Below are some records; output exactly the lines from the line with "let seed = round.seed;" to the line with "for a lower id", both ends kept, and nothing more.

=== Begin Enclosure ===

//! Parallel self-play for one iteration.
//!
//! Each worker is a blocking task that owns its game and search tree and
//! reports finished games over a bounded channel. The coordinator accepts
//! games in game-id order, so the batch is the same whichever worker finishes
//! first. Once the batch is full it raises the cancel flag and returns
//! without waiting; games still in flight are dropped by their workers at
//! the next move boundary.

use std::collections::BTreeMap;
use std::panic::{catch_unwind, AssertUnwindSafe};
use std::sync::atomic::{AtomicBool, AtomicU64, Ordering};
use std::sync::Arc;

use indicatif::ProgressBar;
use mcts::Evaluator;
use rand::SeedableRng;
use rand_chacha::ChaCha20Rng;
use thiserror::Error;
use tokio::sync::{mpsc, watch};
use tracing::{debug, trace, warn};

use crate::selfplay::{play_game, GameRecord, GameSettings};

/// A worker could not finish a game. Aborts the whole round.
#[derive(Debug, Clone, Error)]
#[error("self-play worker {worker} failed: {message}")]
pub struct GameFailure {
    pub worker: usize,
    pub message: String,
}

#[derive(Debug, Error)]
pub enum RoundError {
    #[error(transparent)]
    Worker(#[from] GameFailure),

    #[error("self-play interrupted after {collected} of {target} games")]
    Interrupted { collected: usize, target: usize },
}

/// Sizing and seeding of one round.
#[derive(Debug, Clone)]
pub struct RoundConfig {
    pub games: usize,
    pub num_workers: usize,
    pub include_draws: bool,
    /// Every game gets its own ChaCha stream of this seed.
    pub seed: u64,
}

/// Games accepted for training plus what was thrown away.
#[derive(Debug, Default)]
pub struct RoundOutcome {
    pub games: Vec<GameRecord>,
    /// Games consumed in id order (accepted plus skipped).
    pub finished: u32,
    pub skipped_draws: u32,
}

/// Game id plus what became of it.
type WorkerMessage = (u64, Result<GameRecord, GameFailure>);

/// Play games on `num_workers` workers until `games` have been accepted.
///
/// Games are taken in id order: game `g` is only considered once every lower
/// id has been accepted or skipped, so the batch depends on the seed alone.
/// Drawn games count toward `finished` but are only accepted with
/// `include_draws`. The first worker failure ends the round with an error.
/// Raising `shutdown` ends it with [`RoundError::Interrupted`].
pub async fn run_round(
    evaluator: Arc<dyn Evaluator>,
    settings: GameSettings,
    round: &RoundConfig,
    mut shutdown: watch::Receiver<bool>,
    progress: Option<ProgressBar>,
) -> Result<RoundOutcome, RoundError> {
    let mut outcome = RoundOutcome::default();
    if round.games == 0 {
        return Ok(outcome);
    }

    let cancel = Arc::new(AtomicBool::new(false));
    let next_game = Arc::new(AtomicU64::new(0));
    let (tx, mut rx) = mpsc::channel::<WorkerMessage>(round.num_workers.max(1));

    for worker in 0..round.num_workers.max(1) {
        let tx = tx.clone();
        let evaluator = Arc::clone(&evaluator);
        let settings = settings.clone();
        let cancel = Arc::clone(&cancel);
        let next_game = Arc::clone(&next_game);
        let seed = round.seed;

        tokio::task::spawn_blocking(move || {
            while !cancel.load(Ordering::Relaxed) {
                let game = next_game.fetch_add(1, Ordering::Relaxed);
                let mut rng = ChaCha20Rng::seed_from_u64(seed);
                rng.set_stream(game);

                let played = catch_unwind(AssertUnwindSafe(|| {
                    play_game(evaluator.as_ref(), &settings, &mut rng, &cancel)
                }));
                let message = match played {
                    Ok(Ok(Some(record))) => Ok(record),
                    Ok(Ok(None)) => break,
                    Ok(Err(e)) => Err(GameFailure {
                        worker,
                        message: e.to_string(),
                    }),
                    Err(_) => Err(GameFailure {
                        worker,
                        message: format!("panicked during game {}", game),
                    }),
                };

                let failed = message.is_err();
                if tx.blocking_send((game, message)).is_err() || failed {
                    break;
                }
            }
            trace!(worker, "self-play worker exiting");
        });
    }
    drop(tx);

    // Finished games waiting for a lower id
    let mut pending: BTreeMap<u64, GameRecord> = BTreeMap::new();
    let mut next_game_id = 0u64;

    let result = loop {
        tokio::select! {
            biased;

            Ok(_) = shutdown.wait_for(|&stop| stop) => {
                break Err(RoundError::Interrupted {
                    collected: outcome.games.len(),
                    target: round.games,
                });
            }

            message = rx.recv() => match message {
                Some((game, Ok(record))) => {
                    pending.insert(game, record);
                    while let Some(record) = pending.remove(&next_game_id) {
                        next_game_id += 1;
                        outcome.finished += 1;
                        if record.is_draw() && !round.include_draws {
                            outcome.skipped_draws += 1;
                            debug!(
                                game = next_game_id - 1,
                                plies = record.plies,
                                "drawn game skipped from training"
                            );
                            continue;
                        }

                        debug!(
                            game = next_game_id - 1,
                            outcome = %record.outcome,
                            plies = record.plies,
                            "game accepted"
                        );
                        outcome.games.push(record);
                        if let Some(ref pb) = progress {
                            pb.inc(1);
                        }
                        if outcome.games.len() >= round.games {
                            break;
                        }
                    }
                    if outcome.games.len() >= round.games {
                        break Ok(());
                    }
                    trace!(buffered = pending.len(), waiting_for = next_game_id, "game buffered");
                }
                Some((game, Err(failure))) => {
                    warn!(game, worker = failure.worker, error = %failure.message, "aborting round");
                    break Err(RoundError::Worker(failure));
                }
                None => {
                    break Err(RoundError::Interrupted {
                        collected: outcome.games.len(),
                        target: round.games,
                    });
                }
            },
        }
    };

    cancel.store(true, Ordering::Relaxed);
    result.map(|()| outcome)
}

=== End Enclosure ===
=== Begin Enclosure ===

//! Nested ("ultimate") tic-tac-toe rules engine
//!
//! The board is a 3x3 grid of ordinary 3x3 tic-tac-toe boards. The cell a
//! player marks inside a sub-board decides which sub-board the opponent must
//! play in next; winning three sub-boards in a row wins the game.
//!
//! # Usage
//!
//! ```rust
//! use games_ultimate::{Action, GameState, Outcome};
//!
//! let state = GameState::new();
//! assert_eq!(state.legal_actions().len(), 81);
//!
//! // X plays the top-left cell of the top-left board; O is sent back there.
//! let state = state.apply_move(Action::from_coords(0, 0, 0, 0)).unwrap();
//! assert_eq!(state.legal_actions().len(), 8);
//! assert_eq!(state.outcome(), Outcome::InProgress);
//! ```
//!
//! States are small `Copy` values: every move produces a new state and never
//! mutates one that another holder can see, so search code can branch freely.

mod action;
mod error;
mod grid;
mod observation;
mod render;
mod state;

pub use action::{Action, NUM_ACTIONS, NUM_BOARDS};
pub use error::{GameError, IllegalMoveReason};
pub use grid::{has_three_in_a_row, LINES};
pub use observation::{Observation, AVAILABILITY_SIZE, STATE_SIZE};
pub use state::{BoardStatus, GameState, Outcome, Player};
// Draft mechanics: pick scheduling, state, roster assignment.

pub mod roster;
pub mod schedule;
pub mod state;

=== End Enclosure ===
=== Begin Enclosure ===

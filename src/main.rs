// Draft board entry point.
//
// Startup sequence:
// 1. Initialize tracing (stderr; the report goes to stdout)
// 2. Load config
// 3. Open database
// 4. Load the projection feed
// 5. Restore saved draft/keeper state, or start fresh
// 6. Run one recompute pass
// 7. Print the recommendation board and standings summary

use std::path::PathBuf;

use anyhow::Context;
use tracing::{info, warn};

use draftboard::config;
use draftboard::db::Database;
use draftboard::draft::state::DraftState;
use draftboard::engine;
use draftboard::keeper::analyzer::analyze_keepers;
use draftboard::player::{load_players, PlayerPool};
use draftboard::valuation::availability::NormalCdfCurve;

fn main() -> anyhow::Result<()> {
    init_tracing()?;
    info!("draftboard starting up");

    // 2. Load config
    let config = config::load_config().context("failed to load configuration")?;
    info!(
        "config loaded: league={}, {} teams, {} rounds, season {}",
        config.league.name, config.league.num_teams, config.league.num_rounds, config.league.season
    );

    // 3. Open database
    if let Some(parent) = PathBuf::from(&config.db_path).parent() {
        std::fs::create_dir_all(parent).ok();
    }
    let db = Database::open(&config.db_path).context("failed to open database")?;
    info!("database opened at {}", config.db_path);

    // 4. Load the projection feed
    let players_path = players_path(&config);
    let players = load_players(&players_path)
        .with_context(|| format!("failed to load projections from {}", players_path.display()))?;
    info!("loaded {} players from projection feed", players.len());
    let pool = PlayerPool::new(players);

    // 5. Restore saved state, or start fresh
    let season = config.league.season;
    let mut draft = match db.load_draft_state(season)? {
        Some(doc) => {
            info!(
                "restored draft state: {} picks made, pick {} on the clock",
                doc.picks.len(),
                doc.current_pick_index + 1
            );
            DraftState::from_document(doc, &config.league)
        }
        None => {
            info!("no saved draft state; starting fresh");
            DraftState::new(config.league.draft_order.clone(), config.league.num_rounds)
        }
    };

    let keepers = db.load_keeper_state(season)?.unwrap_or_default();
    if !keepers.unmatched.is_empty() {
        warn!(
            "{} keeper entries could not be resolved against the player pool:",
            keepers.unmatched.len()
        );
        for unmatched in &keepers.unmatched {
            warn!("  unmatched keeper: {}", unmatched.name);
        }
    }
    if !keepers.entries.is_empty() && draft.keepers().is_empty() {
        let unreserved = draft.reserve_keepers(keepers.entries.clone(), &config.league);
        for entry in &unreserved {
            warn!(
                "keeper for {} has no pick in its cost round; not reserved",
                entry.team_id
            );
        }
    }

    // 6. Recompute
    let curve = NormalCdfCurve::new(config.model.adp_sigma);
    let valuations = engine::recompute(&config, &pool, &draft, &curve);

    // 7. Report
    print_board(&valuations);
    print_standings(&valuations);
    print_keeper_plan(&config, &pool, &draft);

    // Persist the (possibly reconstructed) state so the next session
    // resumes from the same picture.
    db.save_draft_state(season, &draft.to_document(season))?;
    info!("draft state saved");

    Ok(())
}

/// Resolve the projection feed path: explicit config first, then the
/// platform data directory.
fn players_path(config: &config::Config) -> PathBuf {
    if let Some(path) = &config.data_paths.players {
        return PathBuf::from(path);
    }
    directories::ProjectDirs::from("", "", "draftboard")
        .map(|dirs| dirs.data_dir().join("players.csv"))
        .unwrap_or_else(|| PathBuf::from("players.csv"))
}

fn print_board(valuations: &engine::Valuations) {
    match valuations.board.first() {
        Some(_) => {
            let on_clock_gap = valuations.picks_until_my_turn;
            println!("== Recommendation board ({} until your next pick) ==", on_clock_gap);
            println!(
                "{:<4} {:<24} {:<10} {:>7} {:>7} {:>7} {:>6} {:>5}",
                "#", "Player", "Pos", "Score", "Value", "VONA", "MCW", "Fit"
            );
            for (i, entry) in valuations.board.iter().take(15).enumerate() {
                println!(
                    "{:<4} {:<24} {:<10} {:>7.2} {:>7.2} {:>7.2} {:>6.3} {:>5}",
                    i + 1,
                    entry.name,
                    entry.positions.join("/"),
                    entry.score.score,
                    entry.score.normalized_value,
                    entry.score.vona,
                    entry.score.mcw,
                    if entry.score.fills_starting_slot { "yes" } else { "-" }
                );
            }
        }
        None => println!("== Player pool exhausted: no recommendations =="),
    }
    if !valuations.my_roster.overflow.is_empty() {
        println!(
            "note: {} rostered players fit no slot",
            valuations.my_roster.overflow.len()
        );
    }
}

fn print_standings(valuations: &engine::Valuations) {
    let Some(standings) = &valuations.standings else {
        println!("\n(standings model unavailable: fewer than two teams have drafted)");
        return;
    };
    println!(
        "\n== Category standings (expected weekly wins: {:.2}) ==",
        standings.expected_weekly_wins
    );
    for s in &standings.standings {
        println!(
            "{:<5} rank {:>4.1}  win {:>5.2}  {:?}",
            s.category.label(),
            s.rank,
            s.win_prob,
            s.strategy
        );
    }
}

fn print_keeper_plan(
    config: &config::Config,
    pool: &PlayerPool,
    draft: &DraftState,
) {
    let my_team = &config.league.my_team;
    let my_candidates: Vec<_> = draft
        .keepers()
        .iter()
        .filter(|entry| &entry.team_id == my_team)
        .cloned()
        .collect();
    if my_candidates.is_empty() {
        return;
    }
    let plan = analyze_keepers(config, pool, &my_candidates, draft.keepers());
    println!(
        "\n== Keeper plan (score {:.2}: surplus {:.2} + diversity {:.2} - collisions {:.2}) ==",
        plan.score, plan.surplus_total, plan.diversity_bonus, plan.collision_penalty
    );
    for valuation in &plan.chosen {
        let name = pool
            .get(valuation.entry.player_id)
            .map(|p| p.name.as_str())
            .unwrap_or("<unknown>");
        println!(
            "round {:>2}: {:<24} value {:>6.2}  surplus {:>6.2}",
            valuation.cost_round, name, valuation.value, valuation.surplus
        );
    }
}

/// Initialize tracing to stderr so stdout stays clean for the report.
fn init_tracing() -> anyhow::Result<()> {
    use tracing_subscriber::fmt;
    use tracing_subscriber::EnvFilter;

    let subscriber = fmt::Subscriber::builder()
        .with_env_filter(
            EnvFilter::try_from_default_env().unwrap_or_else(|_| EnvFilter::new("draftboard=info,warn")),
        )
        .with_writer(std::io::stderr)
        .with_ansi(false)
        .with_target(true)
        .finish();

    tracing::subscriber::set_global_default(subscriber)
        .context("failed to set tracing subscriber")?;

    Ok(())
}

=== End Enclosure ===

RESPONSE TO THIS EXERCISE:
        let seed = round.seed;

        tokio::task::spawn_blocking(move || {
            while !cancel.load(Ordering::Relaxed) {
                let game = next_game.fetch_add(1, Ordering::Relaxed);
                let mut rng = ChaCha20Rng::seed_from_u64(seed);
                rng.set_stream(game);

                let played = catch_unwind(AssertUnwindSafe(|| {
                    play_game(evaluator.as_ref(), &settings, &mut rng, &cancel)
                }));
                let message = match played {
                    Ok(Ok(Some(record))) => Ok(record),
                    Ok(Ok(None)) => break,
                    Ok(Err(e)) => Err(GameFailure {
                        worker,
                        message: e.to_string(),
                    }),
                    Err(_) => Err(GameFailure {
                        worker,
                        message: format!("panicked during game {}", game),
                    }),
                };

                let failed = message.is_err();
                if tx.blocking_send((game, message)).is_err() || failed {
                    break;
                }
            }
            trace!(worker, "self-play worker exiting");
        });
    }
    drop(tx);

    // Finished games waiting for a lower id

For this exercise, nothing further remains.